Subcommittees of the Board. The amended Bylaws clarify that any committee of the Board may delegate some or all of its powers to one or more subcommittees.
ARTICLE V. OFFICERS.
Chairman of the Board. The amended Bylaws clarify that the Chairman of the Board may be designated as an executive or non-executive chairman.
Treasurer. The amended Bylaws remove references to outdated provisions concerning the giving of surety bonds by the Treasurer of the Company.
ARTICLE X. INDEMNIFICATION.
Indemnification and Advance of Expenses. The amended Bylaws clarify that a present or former director or officer is entitled to indemnification and the advancement of expenses to the maximum extent permitted by Maryland law in the event such director or officer is a witness in a proceeding. The amended Bylaws clarify that subsequent amendments to the Bylaws do not alter a director’s or officer’s entitlement to indemnification and advance of expenses.
ITEM 9.01. FINANCIAL STATEMENTS AND EXHIBITS.

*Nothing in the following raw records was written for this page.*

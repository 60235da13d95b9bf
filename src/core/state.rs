//! Persistent selection state, scoped by page identity.
//!
//! Two id sets per page: `deselected` (unchecked, still listed) and
//! `ignored` (hidden entirely). State lives in one JSON file per page
//! identity under the state directory. Persistence failures degrade to
//! empty in-memory sets; a lost save means "selection not remembered",
//! never a crash.

use std::collections::BTreeSet;
use std::fs;
use std::path::PathBuf;

use anyhow::Result;
use chrono::{DateTime, Utc};
use serde::{Deserialize, Serialize};
use tracing::{debug, warn};
use url::Url;

use crate::cli::{AppContext, ResetArgs, SelectArgs};
use crate::core::hash::content_hash;

/// Saved selection for one page identity.
#[derive(Debug, Clone, Default, PartialEq, Serialize, Deserialize)]
pub struct PageState {
    /// Page address the state was saved for (informational)
    #[serde(default)]
    pub page: String,

    /// Timestamp of the last save
    #[serde(default)]
    pub saved_at: Option<DateTime<Utc>>,

    /// Ids explicitly unchecked by the user; listed but excluded from output
    #[serde(default)]
    pub deselected: BTreeSet<String>,

    /// Ids permanently hidden from the list
    #[serde(default)]
    pub ignored: BTreeSet<String>,
}

/// File-backed store keyed by page identity.
pub struct SelectionStore {
    dir: PathBuf,
}

impl SelectionStore {
    pub fn new(dir: impl Into<PathBuf>) -> Self {
        Self { dir: dir.into() }
    }

    /// Derive the page-identity key from a page address.
    ///
    /// Real URLs are normalized to scheme+host+path, so query strings and
    /// fragments do not split identity; non-URL addresses (file paths) are
    /// used verbatim. The key itself is a content hash of the normalized
    /// form.
    pub fn page_key(address: &str) -> String {
        let normalized = match Url::parse(address) {
            Ok(u) => format!("{}://{}{}", u.scheme(), u.host_str().unwrap_or(""), u.path()),
            Err(_) => address.trim().to_string(),
        };

        content_hash(&normalized)
    }

    /// Load state for one page address, tolerating every failure mode.
    pub fn load(&self, address: &str) -> PageState {
        let path = self.path_for(&Self::page_key(address));

        let raw = match fs::read_to_string(&path) {
            Ok(raw) => raw,
            Err(_) => {
                debug!(path = %path.display(), "no saved selection state");
                return PageState { page: address.to_string(), ..PageState::default() };
            }
        };

        match serde_json::from_str::<PageState>(&raw) {
            Ok(state) => state,
            Err(err) => {
                warn!(path = %path.display(), %err, "discarding unreadable selection state");
                PageState { page: address.to_string(), ..PageState::default() }
            }
        }
    }

    /// Persist state for one page address. Failures are logged and
    /// swallowed by design.
    pub fn save(&self, address: &str, state: &PageState) {
        let stamped = PageState {
            page: address.to_string(),
            saved_at: Some(Utc::now()),
            deselected: state.deselected.clone(),
            ignored: state.ignored.clone(),
        };

        if let Err(err) = fs::create_dir_all(&self.dir) {
            warn!(dir = %self.dir.display(), %err, "cannot create state directory");
            return;
        }

        let path = self.path_for(&Self::page_key(address));

        let body = match serde_json::to_string_pretty(&stamped) {
            Ok(body) => body,
            Err(err) => {
                warn!(%err, "cannot encode selection state");
                return;
            }
        };

        if let Err(err) = fs::write(&path, body) {
            warn!(path = %path.display(), %err, "cannot write selection state");
        }
    }

    fn path_for(&self, key: &str) -> PathBuf {
        self.dir.join(format!("{key}.json"))
    }
}

/// Which selection set a CLI mutation touches, and in which direction.
#[derive(Debug, Clone, Copy, PartialEq, Eq)]
pub enum SelectOp {
    Deselect,
    Reselect,
    Ignore,
    Unignore,
}

/// Run one of the selection-mutation commands.
pub fn run_select(op: SelectOp, args: SelectArgs, ctx: &AppContext) -> Result<()> {
    let cfg = crate::infra::config::load_config()?;
    let session =
        crate::core::extract::PageSession::open(&args.page, args.url.as_deref(), &cfg)?;

    let known: BTreeSet<&str> = session.suggestions.iter().map(|s| s.id.as_str()).collect();
    let mut state = session.state.clone();

    for id in &args.ids {
        let extracts_today = known.contains(id.as_str());

        match op {
            // Adding an id only makes sense for a current suggestion
            SelectOp::Deselect => {
                if !extracts_today {
                    warn!(%id, "id not present in this extraction pass");
                    continue;
                }
                state.deselected.insert(id.clone());
            }
            SelectOp::Ignore => {
                if !extracts_today {
                    warn!(%id, "id not present in this extraction pass");
                    continue;
                }
                state.ignored.insert(id.clone());
            }

            // Removal always applies, so ids left behind by a changed
            // page can be cleaned out without a full reset
            SelectOp::Reselect => {
                if !state.deselected.remove(id) && !extracts_today {
                    warn!(%id, "id was neither deselected nor present on the page");
                }
            }
            SelectOp::Unignore => {
                if !state.ignored.remove(id) && !extracts_today {
                    warn!(%id, "id was neither ignored nor present on the page");
                }
            }
        }
    }

    if ctx.dry_run {
        if !ctx.quiet {
            println!(
                "DRY RUN: would save {} deselected / {} ignored ids for {}",
                state.deselected.len(),
                state.ignored.len(),
                session.page.address()
            );
        }
        return Ok(());
    }

    session.store.save(session.page.address(), &state);

    if !ctx.quiet {
        let q = crate::core::extract::query(&session.suggestions, &state);
        println!("{} found, {} selected", q.found, q.selected);
    }

    Ok(())
}

/// Run the `reset` command: clear both sets for the page identity.
pub fn run_reset(args: ResetArgs, ctx: &AppContext) -> Result<()> {
    let cfg = crate::infra::config::load_config()?;
    let session =
        crate::core::extract::PageSession::open(&args.page, args.url.as_deref(), &cfg)?;

    if ctx.dry_run {
        if !ctx.quiet {
            println!("DRY RUN: would clear selection state for {}", session.page.address());
        }
        return Ok(());
    }

    session.store.save(session.page.address(), &PageState::default());

    if !ctx.quiet {
        println!("Cleared selection state for {}", session.page.address());
    }

    Ok(())
}
use clap::Parser;
use revsift::cli::{Cli, Commands, ExtractArgs, ExtractFormat};

#[test]
fn extract_flag_parsing() {
    // Given
    let argv = vec![
        "rsift",
        "extract",
        "page.html",
        "--format",
        "json",
        "--url",
        "https://example.test/pr/1",
    ];

    // When
    let cmd = Cli::parse_from(argv);

    // Then
    match cmd.command {
        Commands::Extract(ExtractArgs { page, url, format }) => {
            assert_eq!(format, ExtractFormat::Json);
            assert_eq!(url.as_deref(), Some("https://example.test/pr/1"));
            assert!(page.to_string_lossy().ends_with("page.html"));
        }
        _ => panic!("expected Extract command"),
    }
}

#[test]
fn prompt_ids_split_on_commas() {
    let cmd = Cli::parse_from(["rsift", "prompt", "page.html", "--ids", "a,b,c"]);

    match cmd.command {
        Commands::Prompt(args) => {
            assert_eq!(args.ids, vec!["a", "b", "c"]);
            assert!(!args.all);
            assert!(args.output.is_none());
        }
        _ => panic!("expected Prompt command"),
    }
}

#[test]
fn deselect_requires_at_least_one_id() {
    let parsed = Cli::try_parse_from(["rsift", "deselect", "page.html"]);

    assert!(parsed.is_err(), "ids should be mandatory for deselect");
}

#[test]
fn global_flags_are_recognized() {
    let cmd = Cli::parse_from(["rsift", "extract", "page.html", "--quiet", "--no-color"]);

    assert!(cmd.quiet);
    assert!(cmd.no_color);
    assert!(!cmd.dry_run);
}

#[test]
fn watch_settle_override_parsing() {
    let cmd = Cli::parse_from(["rsift", "watch", "page.html", "--settle-ms", "500"]);

    match cmd.command {
        Commands::Watch(args) => assert_eq!(args.settle_ms, Some(500)),
        _ => panic!("expected Watch command"),
    }
}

(d) Exhibits. The following exhibit is filed herewith:
Exhibit 3.1 Amended and Restated Bylaws of Realty Income Corporation, as adopted on June 16, 2015.
SIGNATURES
Pursuant to the requirements of the Securities Exchange Act of 1934, Realty Income Corporation has duly caused this report to be signed on its behalf by the undersigned hereunto duly authorized.
REALTY INCOME CORPORATION
By: /s/ Michael R. Pfeiffer
Executive Vice President,
General Counsel and Secretary
Date: June 17, 2015
EXHIBIT INDEX
EXHIBIT
NUMBER NAME
3.1 Amended and Restated Bylaws of Realty Income Corporation, as adopted on June 16, 2015.